_Instructions to follow_. Wherever "Result" turns up in the entries, copy out the line that holds it.

_Records from a collection_.
◆ ◆ ◆
//! Roster store — read-only player table loaded from a CSV file.
//!
//! The file has a header row; every row becomes a [`PlayerRecord`] keyed by
//! the (trimmed) header names. Quoted fields follow RFC 4180, so the
//! `"James, LeBron"` style columns in the NBA player list parse correctly.
//!
//! [`Roster::load`] never fails: a missing or malformed file produces an
//! empty roster, a `warn!`, and a [`Roster::load_error`] for diagnostics.

use std::collections::HashMap;
use std::fs;
use std::path::{Path, PathBuf};

use thiserror::Error;
use tracing::{info, warn};

// ── Column names ──────────────────────────────────────────────────────────────

pub const COL_DISPLAY_NAME: &str = "DISPLAY_FIRST_LAST";
pub const COL_TEAM_NAME: &str = "TEAM_NAME";
pub const COL_TEAM_CITY: &str = "TEAM_CITY";
pub const COL_FROM_YEAR: &str = "FROM_YEAR";
pub const COL_TO_YEAR: &str = "TO_YEAR";
pub const COL_ROSTER_STATUS: &str = "ROSTERSTATUS";
pub const COL_OTHER_LEAGUE: &str = "OTHERLEAGUE_EXPERIENCE_CH";

const UNKNOWN_TEAM: &str = "an unknown team";
const UNKNOWN_YEARS: &str = "unknown years";
const UNKNOWN: &str = "Unknown";

// ── Errors ────────────────────────────────────────────────────────────────────

#[derive(Debug, Error)]
pub enum RosterError {
    #[error("cannot read {path}: {source}")]
    Read {
        path: PathBuf,
        #[source]
        source: std::io::Error,
    },
    #[error("unterminated quoted field starting on line {line}")]
    UnterminatedQuote { line: usize },
}

// ── PlayerRecord ──────────────────────────────────────────────────────────────

/// One dataset row: column name → trimmed value.
///
/// Rows shorter than the header get empty strings for the missing trailing
/// columns, so a column is only *absent* when the header lacks it.
#[derive(Debug, Clone, Default, PartialEq, Eq)]
pub struct PlayerRecord {
    fields: HashMap<String, String>,
}

impl PlayerRecord {
    pub fn from_pairs<I, K, V>(pairs: I) -> Self
    where
        I: IntoIterator<Item = (K, V)>,
        K: Into<String>,
        V: Into<String>,
    {
        Self {
            fields: pairs.into_iter().map(|(k, v)| (k.into(), v.into())).collect(),
        }
    }

    /// Raw field value, `None` when the column does not exist.
    pub fn get(&self, column: &str) -> Option<&str> {
        self.fields.get(column).map(String::as_str)
    }

    fn non_empty(&self, column: &str) -> Option<&str> {
        self.get(column).filter(|v| !v.is_empty())
    }

    pub fn display_name(&self) -> &str {
        self.get(COL_DISPLAY_NAME).unwrap_or_default()
    }

    /// `"{city} {name}"`, or just the name when the city is blank.
    pub fn team(&self) -> String {
        match (self.non_empty(COL_TEAM_NAME), self.non_empty(COL_TEAM_CITY)) {
            (Some(name), Some(city)) => format!("{city} {name}"),
            (Some(name), None) => name.to_string(),
            (None, _) => UNKNOWN_TEAM.to_string(),
        }
    }

    pub fn career(&self) -> String {
        match (self.non_empty(COL_FROM_YEAR), self.non_empty(COL_TO_YEAR)) {
            (Some(from), Some(to)) => format!("{from} to {to}"),
            _ => UNKNOWN_YEARS.to_string(),
        }
    }

    pub fn status(&self) -> &'static str {
        match self.get(COL_ROSTER_STATUS) {
            Some("1") => "Active",
            Some(_) => "Inactive",
            None => UNKNOWN,
        }
    }

    pub fn other_leagues(&self) -> &'static str {
        match self.get(COL_OTHER_LEAGUE) {
            Some(code) if !code.is_empty() && code != "00" => "Has experience in other leagues",
            Some(_) => "No experience in other leagues",
            None => UNKNOWN,
        }
    }

    /// Pipe-joined one-line profile used for "tell me everything" and bare-name queries.
    pub fn summary(&self) -> String {
        [
            format!("Name: {}", self.display_name()),
            format!("Career: {}", self.career()),
            format!("Team: {}", self.team()),
            format!("Current Status: {}", self.status()),
            self.other_leagues().to_string(),
        ]
        .join(" | ")
    }
}

// ── Roster ────────────────────────────────────────────────────────────────────

#[derive(Debug, Default)]
pub struct Roster {
    players: Vec<PlayerRecord>,
    load_error: Option<String>,
}

impl Roster {
    pub fn new(players: Vec<PlayerRecord>) -> Self {
        Self { players, load_error: None }
    }

    /// Load the roster from `path`, degrading to an empty roster on failure.
    pub fn load(path: &Path) -> Self {
        match Self::try_load(path) {
            Ok(roster) => {
                info!(path = %path.display(), players = roster.len(), "roster loaded");
                roster
            }
            Err(e) => {
                warn!(path = %path.display(), error = %e, "roster unavailable, continuing with an empty roster");
                Self { players: Vec::new(), load_error: Some(e.to_string()) }
            }
        }
    }

    pub fn try_load(path: &Path) -> Result<Self, RosterError> {
        let text = fs::read_to_string(path)
            .map_err(|source| RosterError::Read { path: path.to_path_buf(), source })?;
        Self::parse(&text)
    }

    /// Parse CSV text with a header row.
    pub fn parse(text: &str) -> Result<Self, RosterError> {
        let text = text.strip_prefix('\u{feff}').unwrap_or(text);
        let mut rows = parse_rows(text)?.into_iter();

        let Some(header) = rows.next() else {
            return Ok(Self::default());
        };
        let header: Vec<String> = header.iter().map(|h| h.trim().to_string()).collect();

        let players = rows
            .filter(|row| !is_blank(row))
            .map(|row| {
                let mut cells = row.into_iter();
                PlayerRecord::from_pairs(header.iter().map(|column| {
                    let value = cells.next().map(|c| c.trim().to_string()).unwrap_or_default();
                    (column.clone(), value)
                }))
            })
            .collect();

        Ok(Self::new(players))
    }

    pub fn len(&self) -> usize {
        self.players.len()
    }

    pub fn is_empty(&self) -> bool {
        self.players.is_empty()
    }

    pub fn players(&self) -> &[PlayerRecord] {
        &self.players
    }

    /// Why the last [`Roster::load`] came back empty, if it failed.
    pub fn load_error(&self) -> Option<&str> {
        self.load_error.as_deref()
    }

    /// Case-insensitive lookup: exact display-name match first, then the
    /// first display name containing the query. Dataset order breaks ties.
    pub fn find_by_name(&self, query: &str) -> Option<&PlayerRecord> {
        let query = query.trim().to_lowercase();
        if query.is_empty() {
            return None;
        }
        self.players
            .iter()
            .find(|p| p.display_name().to_lowercase() == query)
            .or_else(|| {
                self.players
                    .iter()
                    .find(|p| p.display_name().to_lowercase().contains(&query))
            })
    }

    /// `"{name}: {team}"` per player, newline-joined. Grounding context for the LLM.
    pub fn context_listing(&self) -> String {
        self.players
            .iter()
            .map(|p| format!("{}: {}", p.display_name(), p.get(COL_TEAM_NAME).unwrap_or_default()))
            .collect::<Vec<_>>()
            .join("\n")
    }
}

// ── CSV ───────────────────────────────────────────────────────────────────────

fn is_blank(row: &[String]) -> bool {
    row.iter().all(|cell| cell.trim().is_empty())
}

/// Split CSV text into rows of raw (untrimmed) cells.
///
/// Handles quoted fields with embedded commas, newlines and `""` escapes.
/// A quote appearing mid-field opens a quoted section, matching the lenient
/// behaviour of common CSV readers.
fn parse_rows(text: &str) -> Result<Vec<Vec<String>>, RosterError> {
    let mut rows = Vec::new();
    let mut row = Vec::new();
    let mut field = String::new();
    let mut in_quotes = false;
    let mut line = 1usize;
    let mut quote_line = 0usize;

    let mut chars = text.chars().peekable();
    while let Some(c) = chars.next() {
        if in_quotes {
            match c {
                '"' if chars.peek() == Some(&'"') => {
                    chars.next();
                    field.push('"');
                }
                '"' => in_quotes = false,
                '\n' => {
                    line += 1;
                    field.push(c);
                }
                _ => field.push(c),
            }
            continue;
        }

        match c {
            '"' => {
                in_quotes = true;
                quote_line = line;
            }
            ',' => row.push(std::mem::take(&mut field)),
            '\r' => {}
            '\n' => {
                line += 1;
                row.push(std::mem::take(&mut field));
                rows.push(std::mem::take(&mut row));
            }
            _ => field.push(c),
        }
    }

    if in_quotes {
        return Err(RosterError::UnterminatedQuote { line: quote_line });
    }
    if !field.is_empty() || !row.is_empty() {
        row.push(field);
        rows.push(row);
    }
    Ok(rows)
}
◆ ◆ ◆
_Exercise answer_.
    pub fn try_load(path: &Path) -> Result<Self, RosterError> {
    pub fn parse(text: &str) -> Result<Self, RosterError> {
fn parse_rows(text: &str) -> Result<Vec<Vec<String>>, RosterError> {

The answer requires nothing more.